Content starts

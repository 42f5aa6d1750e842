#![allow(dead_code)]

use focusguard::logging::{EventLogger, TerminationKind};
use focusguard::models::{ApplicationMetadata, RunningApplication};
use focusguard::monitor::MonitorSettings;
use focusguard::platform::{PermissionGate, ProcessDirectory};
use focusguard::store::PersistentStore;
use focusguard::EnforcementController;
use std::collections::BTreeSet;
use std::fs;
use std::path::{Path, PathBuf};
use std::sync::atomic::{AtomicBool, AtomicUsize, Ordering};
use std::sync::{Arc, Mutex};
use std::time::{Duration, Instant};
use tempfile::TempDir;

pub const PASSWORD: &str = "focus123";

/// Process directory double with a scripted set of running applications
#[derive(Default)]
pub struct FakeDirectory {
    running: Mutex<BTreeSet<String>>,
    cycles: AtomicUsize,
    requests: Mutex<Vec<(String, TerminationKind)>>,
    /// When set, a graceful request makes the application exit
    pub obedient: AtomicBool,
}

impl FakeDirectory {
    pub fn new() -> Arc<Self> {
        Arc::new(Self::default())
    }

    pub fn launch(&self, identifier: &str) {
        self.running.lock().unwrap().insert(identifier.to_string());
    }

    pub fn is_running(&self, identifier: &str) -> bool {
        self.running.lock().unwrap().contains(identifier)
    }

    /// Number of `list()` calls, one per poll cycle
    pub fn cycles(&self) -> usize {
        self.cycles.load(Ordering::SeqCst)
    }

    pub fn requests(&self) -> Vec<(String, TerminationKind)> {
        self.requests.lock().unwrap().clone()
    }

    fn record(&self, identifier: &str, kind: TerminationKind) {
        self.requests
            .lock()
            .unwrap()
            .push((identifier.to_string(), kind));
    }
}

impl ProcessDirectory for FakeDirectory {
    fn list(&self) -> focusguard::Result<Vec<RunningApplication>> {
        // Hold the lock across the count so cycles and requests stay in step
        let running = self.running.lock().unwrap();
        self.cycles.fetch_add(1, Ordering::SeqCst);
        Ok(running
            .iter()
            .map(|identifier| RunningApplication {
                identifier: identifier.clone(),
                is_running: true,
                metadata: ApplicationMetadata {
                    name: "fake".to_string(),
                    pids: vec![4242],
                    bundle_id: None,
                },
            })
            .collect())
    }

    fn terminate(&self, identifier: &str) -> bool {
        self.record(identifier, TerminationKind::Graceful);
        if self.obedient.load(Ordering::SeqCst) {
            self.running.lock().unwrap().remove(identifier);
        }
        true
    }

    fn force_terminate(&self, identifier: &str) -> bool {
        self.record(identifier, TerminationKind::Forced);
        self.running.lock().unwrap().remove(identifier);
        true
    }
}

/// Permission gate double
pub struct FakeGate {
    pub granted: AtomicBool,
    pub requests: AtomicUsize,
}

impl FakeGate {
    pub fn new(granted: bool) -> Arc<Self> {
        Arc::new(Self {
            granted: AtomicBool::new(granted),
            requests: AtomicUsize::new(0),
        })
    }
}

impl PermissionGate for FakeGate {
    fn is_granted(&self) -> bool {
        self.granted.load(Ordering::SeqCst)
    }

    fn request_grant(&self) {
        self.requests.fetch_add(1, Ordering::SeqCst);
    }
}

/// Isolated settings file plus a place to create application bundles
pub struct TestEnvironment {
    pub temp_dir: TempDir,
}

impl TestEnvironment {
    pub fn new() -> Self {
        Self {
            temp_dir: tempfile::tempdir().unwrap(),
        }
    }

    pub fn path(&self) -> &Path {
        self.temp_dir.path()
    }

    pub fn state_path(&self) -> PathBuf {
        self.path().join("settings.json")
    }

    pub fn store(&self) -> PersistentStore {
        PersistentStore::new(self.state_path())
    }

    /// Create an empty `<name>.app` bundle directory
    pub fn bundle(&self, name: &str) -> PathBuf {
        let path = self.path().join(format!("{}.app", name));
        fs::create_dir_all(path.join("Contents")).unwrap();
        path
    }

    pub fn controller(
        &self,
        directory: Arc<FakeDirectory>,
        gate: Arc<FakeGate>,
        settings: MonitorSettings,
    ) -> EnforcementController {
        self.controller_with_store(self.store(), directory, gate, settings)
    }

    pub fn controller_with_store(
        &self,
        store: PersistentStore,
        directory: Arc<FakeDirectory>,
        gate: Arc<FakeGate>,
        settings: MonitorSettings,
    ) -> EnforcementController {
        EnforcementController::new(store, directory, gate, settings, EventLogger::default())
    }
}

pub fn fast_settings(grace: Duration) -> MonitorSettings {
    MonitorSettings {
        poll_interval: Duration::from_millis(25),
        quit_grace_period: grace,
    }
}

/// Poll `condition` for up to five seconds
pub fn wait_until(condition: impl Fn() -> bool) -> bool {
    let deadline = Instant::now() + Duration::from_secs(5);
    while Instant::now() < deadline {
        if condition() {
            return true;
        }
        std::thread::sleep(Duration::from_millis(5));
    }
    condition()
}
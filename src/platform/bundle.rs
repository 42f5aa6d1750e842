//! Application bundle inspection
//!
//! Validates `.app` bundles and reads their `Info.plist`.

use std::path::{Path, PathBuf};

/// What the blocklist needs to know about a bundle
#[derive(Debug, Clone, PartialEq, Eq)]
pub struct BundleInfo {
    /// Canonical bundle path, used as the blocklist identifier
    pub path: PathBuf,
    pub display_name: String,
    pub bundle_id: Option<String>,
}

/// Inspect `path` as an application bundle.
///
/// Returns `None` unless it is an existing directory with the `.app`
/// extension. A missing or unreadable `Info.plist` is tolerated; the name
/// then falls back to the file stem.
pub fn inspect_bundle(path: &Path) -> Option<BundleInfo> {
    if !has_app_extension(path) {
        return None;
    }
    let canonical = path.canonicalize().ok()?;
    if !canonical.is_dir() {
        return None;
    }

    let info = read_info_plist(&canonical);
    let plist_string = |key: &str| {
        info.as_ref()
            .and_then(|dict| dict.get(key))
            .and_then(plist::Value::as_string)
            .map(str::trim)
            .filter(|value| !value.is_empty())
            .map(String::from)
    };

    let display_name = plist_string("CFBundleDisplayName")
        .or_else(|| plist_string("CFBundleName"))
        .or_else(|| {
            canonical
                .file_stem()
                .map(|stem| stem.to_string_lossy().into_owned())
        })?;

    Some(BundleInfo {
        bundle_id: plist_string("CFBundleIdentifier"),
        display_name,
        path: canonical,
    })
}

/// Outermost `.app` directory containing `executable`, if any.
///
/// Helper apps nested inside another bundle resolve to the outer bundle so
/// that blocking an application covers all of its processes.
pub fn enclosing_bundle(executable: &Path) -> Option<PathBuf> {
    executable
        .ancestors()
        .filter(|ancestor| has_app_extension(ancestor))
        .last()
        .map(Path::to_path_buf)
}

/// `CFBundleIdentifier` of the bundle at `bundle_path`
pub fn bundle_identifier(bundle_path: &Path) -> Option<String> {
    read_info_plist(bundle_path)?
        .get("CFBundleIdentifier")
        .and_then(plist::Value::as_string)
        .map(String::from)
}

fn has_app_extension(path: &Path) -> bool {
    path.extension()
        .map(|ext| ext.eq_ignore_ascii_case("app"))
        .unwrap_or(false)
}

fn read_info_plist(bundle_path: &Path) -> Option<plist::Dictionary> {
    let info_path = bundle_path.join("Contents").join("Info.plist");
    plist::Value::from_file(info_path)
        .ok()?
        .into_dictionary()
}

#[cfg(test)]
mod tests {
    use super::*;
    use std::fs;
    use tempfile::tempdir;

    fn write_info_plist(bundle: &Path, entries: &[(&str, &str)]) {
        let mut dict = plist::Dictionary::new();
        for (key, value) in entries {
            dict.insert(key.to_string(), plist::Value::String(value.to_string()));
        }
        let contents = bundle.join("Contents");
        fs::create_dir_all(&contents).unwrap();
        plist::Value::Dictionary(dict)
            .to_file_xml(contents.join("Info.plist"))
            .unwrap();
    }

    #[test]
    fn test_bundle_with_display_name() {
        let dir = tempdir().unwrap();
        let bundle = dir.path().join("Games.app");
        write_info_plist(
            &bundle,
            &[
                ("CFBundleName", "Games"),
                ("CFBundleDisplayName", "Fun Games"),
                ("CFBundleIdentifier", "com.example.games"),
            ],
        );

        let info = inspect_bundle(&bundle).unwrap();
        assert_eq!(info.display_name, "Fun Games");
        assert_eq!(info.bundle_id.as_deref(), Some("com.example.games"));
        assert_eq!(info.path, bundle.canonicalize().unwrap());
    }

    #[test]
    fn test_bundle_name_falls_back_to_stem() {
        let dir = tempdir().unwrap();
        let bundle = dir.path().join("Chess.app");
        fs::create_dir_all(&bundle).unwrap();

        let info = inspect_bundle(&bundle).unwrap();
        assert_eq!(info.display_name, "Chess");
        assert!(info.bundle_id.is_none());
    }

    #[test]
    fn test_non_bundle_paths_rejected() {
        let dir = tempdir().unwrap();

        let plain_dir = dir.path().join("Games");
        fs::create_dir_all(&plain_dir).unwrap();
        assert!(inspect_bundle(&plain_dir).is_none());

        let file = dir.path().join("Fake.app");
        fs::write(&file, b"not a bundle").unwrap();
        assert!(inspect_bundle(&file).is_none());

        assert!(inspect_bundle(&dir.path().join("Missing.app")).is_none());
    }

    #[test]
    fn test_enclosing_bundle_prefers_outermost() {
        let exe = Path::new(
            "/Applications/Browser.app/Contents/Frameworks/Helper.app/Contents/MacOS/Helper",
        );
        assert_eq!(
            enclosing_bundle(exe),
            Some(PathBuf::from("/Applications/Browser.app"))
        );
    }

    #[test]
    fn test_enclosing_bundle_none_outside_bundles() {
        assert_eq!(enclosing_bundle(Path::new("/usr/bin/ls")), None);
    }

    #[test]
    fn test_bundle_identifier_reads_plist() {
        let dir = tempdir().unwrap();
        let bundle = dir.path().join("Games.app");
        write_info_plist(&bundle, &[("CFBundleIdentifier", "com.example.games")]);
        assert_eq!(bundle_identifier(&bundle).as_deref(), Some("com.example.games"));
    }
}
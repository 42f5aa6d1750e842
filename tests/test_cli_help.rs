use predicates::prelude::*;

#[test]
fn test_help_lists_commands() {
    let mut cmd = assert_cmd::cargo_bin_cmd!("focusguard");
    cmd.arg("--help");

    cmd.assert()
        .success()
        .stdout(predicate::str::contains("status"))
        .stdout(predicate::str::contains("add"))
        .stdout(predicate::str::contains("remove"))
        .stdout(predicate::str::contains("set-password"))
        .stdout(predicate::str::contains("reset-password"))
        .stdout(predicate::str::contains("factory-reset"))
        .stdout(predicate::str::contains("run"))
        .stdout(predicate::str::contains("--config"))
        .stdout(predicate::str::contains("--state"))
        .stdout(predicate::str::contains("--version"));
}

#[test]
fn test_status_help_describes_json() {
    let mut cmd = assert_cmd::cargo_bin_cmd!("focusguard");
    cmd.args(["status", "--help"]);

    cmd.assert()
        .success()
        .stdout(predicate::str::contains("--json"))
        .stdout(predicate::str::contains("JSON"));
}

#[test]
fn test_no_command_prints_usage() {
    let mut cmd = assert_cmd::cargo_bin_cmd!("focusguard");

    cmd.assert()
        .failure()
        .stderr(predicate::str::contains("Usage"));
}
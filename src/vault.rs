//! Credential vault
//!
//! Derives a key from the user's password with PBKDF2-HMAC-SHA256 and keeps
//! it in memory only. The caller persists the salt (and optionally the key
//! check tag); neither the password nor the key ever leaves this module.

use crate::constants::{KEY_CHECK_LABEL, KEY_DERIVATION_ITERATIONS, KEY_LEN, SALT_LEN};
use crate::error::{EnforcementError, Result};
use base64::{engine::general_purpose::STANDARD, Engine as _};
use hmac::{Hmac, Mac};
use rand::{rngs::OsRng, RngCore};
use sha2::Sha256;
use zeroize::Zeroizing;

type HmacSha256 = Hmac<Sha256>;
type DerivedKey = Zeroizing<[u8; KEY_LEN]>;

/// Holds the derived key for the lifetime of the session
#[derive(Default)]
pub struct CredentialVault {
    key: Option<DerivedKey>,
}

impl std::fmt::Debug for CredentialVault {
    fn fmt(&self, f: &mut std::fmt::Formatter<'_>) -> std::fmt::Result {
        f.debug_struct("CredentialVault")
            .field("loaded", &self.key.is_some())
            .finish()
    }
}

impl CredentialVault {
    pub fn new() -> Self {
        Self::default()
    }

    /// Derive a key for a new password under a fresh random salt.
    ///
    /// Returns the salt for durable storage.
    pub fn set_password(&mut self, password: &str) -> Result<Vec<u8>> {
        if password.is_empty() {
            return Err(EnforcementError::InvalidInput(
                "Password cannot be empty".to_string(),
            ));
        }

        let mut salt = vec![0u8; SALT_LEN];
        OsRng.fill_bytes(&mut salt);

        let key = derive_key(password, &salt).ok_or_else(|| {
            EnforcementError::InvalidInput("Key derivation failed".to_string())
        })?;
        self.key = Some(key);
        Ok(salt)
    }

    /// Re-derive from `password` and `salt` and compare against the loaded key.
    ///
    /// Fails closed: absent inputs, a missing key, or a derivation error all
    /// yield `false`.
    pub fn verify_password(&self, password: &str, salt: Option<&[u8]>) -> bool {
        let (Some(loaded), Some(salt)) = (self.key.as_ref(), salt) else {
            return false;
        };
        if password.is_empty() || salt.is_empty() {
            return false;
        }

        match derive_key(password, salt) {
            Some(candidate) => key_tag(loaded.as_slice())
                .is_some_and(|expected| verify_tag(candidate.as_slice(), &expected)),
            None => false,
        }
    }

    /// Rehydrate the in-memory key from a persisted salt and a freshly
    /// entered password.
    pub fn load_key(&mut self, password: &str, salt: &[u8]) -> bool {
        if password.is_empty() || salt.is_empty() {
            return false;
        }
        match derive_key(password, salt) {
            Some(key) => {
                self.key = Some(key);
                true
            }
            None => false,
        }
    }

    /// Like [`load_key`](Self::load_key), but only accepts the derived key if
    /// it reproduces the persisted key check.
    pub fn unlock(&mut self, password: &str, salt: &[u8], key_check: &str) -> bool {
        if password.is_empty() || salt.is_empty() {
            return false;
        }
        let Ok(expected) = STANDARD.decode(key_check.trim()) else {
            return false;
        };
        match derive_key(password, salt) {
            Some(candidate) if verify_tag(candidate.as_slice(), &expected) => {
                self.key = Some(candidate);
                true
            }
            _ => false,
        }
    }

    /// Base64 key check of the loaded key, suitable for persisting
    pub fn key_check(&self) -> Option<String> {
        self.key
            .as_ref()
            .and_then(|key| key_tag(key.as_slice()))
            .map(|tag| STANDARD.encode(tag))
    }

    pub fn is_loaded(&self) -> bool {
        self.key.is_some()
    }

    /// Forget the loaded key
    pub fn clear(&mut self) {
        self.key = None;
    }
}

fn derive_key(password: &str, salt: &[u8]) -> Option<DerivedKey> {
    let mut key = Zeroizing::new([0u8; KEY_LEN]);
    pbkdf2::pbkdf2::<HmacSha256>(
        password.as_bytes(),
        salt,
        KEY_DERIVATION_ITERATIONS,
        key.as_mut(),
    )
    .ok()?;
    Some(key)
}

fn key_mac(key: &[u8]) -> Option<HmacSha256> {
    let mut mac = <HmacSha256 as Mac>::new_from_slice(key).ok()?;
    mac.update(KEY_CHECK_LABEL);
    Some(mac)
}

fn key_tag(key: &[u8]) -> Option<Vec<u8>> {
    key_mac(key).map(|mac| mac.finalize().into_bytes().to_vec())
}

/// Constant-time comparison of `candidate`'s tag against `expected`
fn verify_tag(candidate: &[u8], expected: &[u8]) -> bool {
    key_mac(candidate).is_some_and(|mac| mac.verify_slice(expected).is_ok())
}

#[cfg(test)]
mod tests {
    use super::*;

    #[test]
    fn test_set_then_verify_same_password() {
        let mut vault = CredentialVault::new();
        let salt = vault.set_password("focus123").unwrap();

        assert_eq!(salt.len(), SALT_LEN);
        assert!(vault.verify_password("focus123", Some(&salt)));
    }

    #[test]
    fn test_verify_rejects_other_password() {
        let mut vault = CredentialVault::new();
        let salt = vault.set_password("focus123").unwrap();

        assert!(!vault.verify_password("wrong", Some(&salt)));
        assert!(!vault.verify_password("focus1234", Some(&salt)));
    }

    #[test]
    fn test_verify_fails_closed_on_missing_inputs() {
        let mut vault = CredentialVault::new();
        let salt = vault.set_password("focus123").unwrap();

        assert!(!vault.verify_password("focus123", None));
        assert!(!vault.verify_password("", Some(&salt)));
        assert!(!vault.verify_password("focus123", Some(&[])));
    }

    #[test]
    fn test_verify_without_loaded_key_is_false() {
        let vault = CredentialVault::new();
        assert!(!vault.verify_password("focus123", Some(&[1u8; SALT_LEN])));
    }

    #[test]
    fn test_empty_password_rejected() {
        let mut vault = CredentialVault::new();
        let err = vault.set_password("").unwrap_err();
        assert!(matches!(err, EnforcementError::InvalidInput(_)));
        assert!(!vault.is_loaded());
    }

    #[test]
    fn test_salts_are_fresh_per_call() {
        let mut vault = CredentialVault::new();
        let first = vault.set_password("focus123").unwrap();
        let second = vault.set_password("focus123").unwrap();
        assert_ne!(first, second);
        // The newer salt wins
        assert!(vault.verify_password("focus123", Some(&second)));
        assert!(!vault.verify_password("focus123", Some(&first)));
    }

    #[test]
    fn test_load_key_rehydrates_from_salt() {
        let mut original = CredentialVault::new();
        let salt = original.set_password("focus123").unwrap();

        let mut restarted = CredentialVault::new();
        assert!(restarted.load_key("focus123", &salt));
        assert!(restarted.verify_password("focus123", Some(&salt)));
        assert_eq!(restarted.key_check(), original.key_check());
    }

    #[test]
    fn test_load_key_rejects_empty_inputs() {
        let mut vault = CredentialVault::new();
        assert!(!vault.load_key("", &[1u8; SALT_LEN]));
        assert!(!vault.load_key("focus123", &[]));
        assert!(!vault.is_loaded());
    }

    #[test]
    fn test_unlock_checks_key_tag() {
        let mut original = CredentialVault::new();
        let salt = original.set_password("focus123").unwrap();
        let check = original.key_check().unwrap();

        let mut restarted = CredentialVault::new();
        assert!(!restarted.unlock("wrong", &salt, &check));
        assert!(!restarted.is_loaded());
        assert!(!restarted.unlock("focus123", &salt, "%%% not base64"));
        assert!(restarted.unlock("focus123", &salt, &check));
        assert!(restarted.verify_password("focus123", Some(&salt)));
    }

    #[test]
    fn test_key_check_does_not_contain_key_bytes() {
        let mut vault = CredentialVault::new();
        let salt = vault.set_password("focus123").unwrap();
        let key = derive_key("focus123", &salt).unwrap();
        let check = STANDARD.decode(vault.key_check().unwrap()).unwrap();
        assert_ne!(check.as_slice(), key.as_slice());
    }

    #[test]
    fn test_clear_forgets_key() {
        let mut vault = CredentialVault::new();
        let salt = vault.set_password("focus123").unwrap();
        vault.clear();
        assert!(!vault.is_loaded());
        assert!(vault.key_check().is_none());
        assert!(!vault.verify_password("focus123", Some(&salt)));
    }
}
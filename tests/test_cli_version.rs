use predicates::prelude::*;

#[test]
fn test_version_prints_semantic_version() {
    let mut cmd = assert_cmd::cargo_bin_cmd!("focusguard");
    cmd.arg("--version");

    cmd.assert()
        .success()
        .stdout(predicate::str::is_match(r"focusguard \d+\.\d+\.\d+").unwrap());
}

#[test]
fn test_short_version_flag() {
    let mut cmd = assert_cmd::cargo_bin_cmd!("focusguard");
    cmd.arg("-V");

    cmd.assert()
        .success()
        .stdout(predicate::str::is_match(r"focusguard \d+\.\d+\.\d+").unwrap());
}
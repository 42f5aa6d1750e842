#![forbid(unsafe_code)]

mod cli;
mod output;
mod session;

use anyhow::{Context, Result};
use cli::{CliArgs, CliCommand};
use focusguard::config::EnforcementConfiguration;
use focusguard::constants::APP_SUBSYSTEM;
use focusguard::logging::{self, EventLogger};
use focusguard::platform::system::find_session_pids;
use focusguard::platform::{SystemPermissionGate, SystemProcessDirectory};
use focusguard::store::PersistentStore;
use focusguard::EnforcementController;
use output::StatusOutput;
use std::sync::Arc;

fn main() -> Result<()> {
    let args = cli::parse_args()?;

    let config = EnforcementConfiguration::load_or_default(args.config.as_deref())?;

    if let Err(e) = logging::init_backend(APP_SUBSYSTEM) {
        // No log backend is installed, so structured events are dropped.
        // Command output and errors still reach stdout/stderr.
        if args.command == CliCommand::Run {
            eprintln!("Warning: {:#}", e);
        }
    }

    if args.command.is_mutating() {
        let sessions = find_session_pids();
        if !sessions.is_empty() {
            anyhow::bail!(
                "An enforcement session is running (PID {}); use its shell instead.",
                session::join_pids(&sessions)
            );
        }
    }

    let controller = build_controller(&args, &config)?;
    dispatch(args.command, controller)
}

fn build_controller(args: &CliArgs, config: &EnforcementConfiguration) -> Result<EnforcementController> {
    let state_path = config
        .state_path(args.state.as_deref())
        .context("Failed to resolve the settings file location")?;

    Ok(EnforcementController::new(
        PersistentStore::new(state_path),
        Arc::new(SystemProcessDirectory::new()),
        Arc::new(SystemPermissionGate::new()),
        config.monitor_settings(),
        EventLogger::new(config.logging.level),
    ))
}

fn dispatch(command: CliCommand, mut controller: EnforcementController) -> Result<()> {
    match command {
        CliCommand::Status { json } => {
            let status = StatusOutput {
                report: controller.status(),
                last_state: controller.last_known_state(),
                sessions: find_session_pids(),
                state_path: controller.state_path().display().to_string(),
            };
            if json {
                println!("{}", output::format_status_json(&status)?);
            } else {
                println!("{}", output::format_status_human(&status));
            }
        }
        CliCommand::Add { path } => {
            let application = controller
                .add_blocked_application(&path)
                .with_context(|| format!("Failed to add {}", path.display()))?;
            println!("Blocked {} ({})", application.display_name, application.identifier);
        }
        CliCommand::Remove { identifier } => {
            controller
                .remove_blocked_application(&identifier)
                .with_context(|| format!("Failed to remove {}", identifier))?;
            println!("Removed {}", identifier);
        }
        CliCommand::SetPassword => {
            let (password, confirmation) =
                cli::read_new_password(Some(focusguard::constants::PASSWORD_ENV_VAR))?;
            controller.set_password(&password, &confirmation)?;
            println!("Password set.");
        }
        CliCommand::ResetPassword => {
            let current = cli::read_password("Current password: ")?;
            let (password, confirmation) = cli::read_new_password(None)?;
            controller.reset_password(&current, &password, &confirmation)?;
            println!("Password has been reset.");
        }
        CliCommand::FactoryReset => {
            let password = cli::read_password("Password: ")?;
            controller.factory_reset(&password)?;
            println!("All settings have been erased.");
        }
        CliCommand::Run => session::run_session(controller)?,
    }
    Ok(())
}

Content ends

→ **AIM OF THE EXERCISE**
Go over the records above line by line and count those holding the word "EnforcementConfiguration". Reply only with the number.

→ **RESPONSE BOX**
3